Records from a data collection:
+ + +

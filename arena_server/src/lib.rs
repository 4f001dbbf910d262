//! `arena_server`
//!
//! Server-side systems:
//! - World state and the action handlers that mutate it
//! - Deferred transient-state reverts, keyed by entity epoch
//! - Fixed timestep movement integrator
//! - Snapshot broadcast after every tick
//!
//! Networking model:
//! - TCP: handshake/control plane
//! - UDP: gameplay plane (intents/snapshots)

pub mod actions;
pub mod events;
pub mod movement;
pub mod notifier;
pub mod server;
pub mod simulation;
pub mod transitions;
pub mod world;

pub use server::GameServer;
pub use simulation::Simulation;
//! luadeps - static dependency discovery for Lua scripts.
//!
//! Parses arguments, sets up logging and colors, and dispatches to a command.

use clap::Parser;
use luadeps_cli::{cli, commands, error, logger, ui};
use miette::Result;

fn main() -> Result<()> {
    let args = cli::Cli::parse();

    logger::init_logger(args.verbose, args.quiet, args.no_color);
    ui::init_colors(args.no_color);

    let config = args.config.as_deref();
    let result = match args.command {
        cli::Command::Analyze(analyze_args) => commands::analyze_execute(analyze_args, config),
        cli::Command::Manifest(manifest_args) => commands::manifest_execute(manifest_args, config),
        cli::Command::Build(build_args) => commands::build_execute(build_args, config),
        cli::Command::Env => commands::env_execute(),
    };

    result.map_err(error::cli_error_to_miette)
}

+ + +

Exercise instructions: The reply should hold only the lines from the top of the records through the line that has "timestep movement integrator", each one exact.

Your response:
filename arena_server/src/lib.rs
repository 4f001dbbf910d262
//! `arena_server`
//!
//! Server-side systems:
//! - World state and the action handlers that mutate it
//! - Deferred transient-state reverts, keyed by entity epoch
//! - Fixed timestep movement integrator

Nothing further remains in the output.